There are plenty of signs of the emotionally unintelligent workplace, and plenty of emotionally unintelligent workplaces too. But you don't expect to see traces of such behavior from the likes of Google and Amazon--two of the most admired companies on the planet.

But that's exactly what we're seeing (behaviorally) behind recent decisions made in an emotionally charged escalating feud between the two tech giants.

This week, Google announced that it would pull YouTube from Amazon's Fire TV and Echo Show products. It's not like they're customizing the YouTube logo for Amazon's products or something trivial like that. They are pulling YouTube--you know, online video--from your Kindle. Poof. So sorry. Gone.

Google cited Amazon's pettiness in refusing to carry key Google products like Chromecast, Google Home, and Nest and not making Prime Video available for Google Cast viewers.

Amazon fired back this week, saying in a statement to The Verge, "Google is setting a disappointing precedent by selectively blocking customer access to an open website."

I don't know who is wrong or right here, who is the winner or loser in this feud. But I do know who loses as a result of it all.

The consumer.

Assuming the two sides don't work this out soon, that Kindle you know you're getting under the tree this year will be missing a major application and reason to have the device in the first place. That's kinda a big deal; big enough that I have to believe that emotions are coming into play on both sides.

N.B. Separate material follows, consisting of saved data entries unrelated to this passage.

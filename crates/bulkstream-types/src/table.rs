//! In-memory schema model for destination and staging tables.

use crate::value::{widen_with_policy, DataKind, TypeConflict};
use serde::{Deserialize, Serialize};
use std::collections::BTreeMap;

/// Column metadata: inferred kind plus an optional dialect-specific SQL
/// type annotation contributed by the destination.
#[derive(Debug, Clone, PartialEq, Eq, Serialize, Deserialize)]
pub struct Column {
    pub kind: DataKind,
    #[serde(default, skip_serializing_if = "Option::is_none")]
    pub sql_type: Option<String>,
}

impl Column {
    pub fn new(kind: DataKind) -> Self {
        Self {
            kind,
            sql_type: None,
        }
    }

    pub fn with_sql_type(kind: DataKind, sql_type: impl Into<String>) -> Self {
        Self {
            kind,
            sql_type: Some(sql_type.into()),
        }
    }
}

/// Table descriptor.
///
/// Columns are keyed by sanitized name in a sorted map, so serialization
/// is ordered by name and equality is independent of insertion order.
#[derive(Debug, Clone, Default, PartialEq, Eq, Serialize, Deserialize)]
pub struct Table {
    pub name: String,
    pub columns: BTreeMap<String, Column>,
    #[serde(default, skip_serializing_if = "Vec::is_empty")]
    pub primary_keys: Vec<String>,
    #[serde(default, skip_serializing_if = "Option::is_none")]
    pub partition_key: Option<String>,
    #[serde(default)]
    pub temporary: bool,
}

/// Additive changes required to make one schema accept another.
#[derive(Debug, Clone, Default, PartialEq, Eq)]
pub struct TableDiff {
    /// Columns missing from the existing table.
    pub added_columns: BTreeMap<String, Column>,
    /// Columns whose type must be promoted, with the promoted column.
    pub widened_columns: BTreeMap<String, Column>,
}

impl TableDiff {
    pub fn is_empty(&self) -> bool {
        self.added_columns.is_empty() && self.widened_columns.is_empty()
    }
}

impl Table {
    pub fn new(name: impl Into<String>) -> Self {
        Self {
            name: name.into(),
            ..Self::default()
        }
    }

    /// Adapters model a missing table as a descriptor with no columns.
    pub fn exists(&self) -> bool {
        !self.columns.is_empty()
    }

    /// Column names in sorted order, the canonical header order for CSV
    /// batch files.
    pub fn sorted_column_names(&self) -> Vec<String> {
        self.columns.keys().cloned().collect()
    }

    /// True iff every column of `self` exists in `target` with an equal or
    /// wider type, i.e. `target` accepts this schema without DDL.
    pub fn fits_to(&self, target: &Table) -> bool {
        self.columns.iter().all(|(name, col)| {
            target
                .columns
                .get(name)
                .is_some_and(|existing| col.kind.fits(existing.kind))
        })
    }

    /// Additive changes needed so that `existing` accepts `self`.
    ///
    /// Columns of `self` missing from `existing` land in `added_columns`;
    /// columns present in both but with a wider join land in
    /// `widened_columns`. Cross-branch joins follow the stream's
    /// stringification policy and error otherwise.
    pub fn diff(&self, existing: &Table, stringify: bool) -> Result<TableDiff, TypeConflict> {
        let mut diff = TableDiff::default();
        for (name, col) in &self.columns {
            match existing.columns.get(name) {
                None => {
                    diff.added_columns.insert(name.clone(), col.clone());
                }
                Some(prev) => {
                    let joined = widen_with_policy(name, prev.kind, col.kind, stringify)?;
                    if joined != prev.kind {
                        diff.widened_columns.insert(
                            name.clone(),
                            Column {
                                kind: joined,
                                sql_type: col.sql_type.clone(),
                            },
                        );
                    }
                }
            }
        }
        Ok(diff)
    }

    /// Column-wise union of two tables with widened types.
    ///
    /// `self`'s `sql_type` annotations win on ties, so destination
    /// annotations survive a merge with a freshly inferred schema.
    pub fn merge(&self, other: &Table, stringify: bool) -> Result<Table, TypeConflict> {
        let mut merged = self.clone();
        for (name, col) in &other.columns {
            match merged.columns.get_mut(name) {
                None => {
                    merged.columns.insert(name.clone(), col.clone());
                }
                Some(existing) => {
                    existing.kind = widen_with_policy(name, existing.kind, col.kind, stringify)?;
                    if existing.sql_type.is_none() {
                        existing.sql_type = col.sql_type.clone();
                    }
                }
            }
        }
        Ok(merged)
    }

    /// Apply an already-computed diff to this table descriptor.
    pub fn apply_diff(&mut self, diff: &TableDiff) {
        for (name, col) in &diff.added_columns {
            self.columns.insert(name.clone(), col.clone());
        }
        for (name, col) in &diff.widened_columns {
            let entry = self
                .columns
                .entry(name.clone())
                .or_insert_with(|| col.clone());
            entry.kind = col.kind;
            if entry.sql_type.is_none() {
                entry.sql_type = col.sql_type.clone();
            }
        }
    }
}

/// Replace every run of characters outside `[A-Za-z0-9_]` with a single
/// underscore.
pub fn sanitize_identifier(raw: &str) -> String {
    let mut out = String::with_capacity(raw.len());
    let mut last_was_replacement = false;
    for ch in raw.chars() {
        if ch.is_ascii_alphanumeric() || ch == '_' {
            out.push(ch);
            last_was_replacement = false;
        } else if !last_was_replacement {
            out.push('_');
            last_was_replacement = true;
        }
    }
    out
}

Emotional intelligence expert (and fellow columnist) Justin Bariso writes that we need to make our emotions work for us, not against us--and I believe we're in a situation of the latter.

This whole thing got me thinking. Who loses when you blow your cool at work, and how can you learn to keep a lid on it?

We've all experienced hot-tempered managers who lose their minds at work. Such outbursts might net a short-term desired result--but such benefit rarely outweighs the consequence. If you blow your stack, here's who loses (besides the obvious "Your Company"):

1. You.

Going ballistic is simply uncalled for and casts doubts about your empathy, integrity, reliability, and stability. It moves people farther away from you and they'll keep thoughts and opinions even farther away. 

2. Your employees.

"I can't wait to get screamed at again--it boosts my confidence!" said no one. Ever. 

One out of a thousand times, the outburst may actually have been the only effective way to get the message through to that thick employee. In the other 999 times, you're achieving the opposite of what you really want--passionate commitment to your directive versus fearful compliance.

3. Your function.

If you're in sales and you go off on a product supply person, you've just done fellow salespeople a disservice. Product supply people may well develop biases against sales in the future.   

4. Your culture.

Outbursts often occur because the culture allows it. If you're a top manager and you're losing your s&#! periodically, that becomes the culture. No culture of worth makes it okay for employees to let their emotions drive disrespectful behavior.

I do realize we're not robots (and we've got enough to be mad at them about with the pending jobs to be lost to automation).  We have feelings and should express them at work. To avoid emotions spilling into unproductive anger, we turn to psychology for help. 

Stanford science director Emma Seppala can help you keep your cool with a one-word solution--forgiveness. Says Seppala:

"For one, forgiveness seems to counteract the effects of anger on a physical level by lowering your blood pressure and on a psychological level by increasing your positive emotions. Research shows that people who are more forgiving have fewer negative emotions overall and therefore tend to do better in relationships. Another way it improves your social life is that forgiveness tends to make people kinder and more giving."

So mindfully practice generous forgiveness. And I'd add one thing to Seppala's fix, think of the impact of your outbursts on the audience. For Google and Amazon's audience, their customers, this could get worse before it gets better with more restrictions of choice.

I'm certainly not suggesting that Google and Amazon "forgive" each other. Business is war. But the consumer, or the co-worker, should never be the casualty.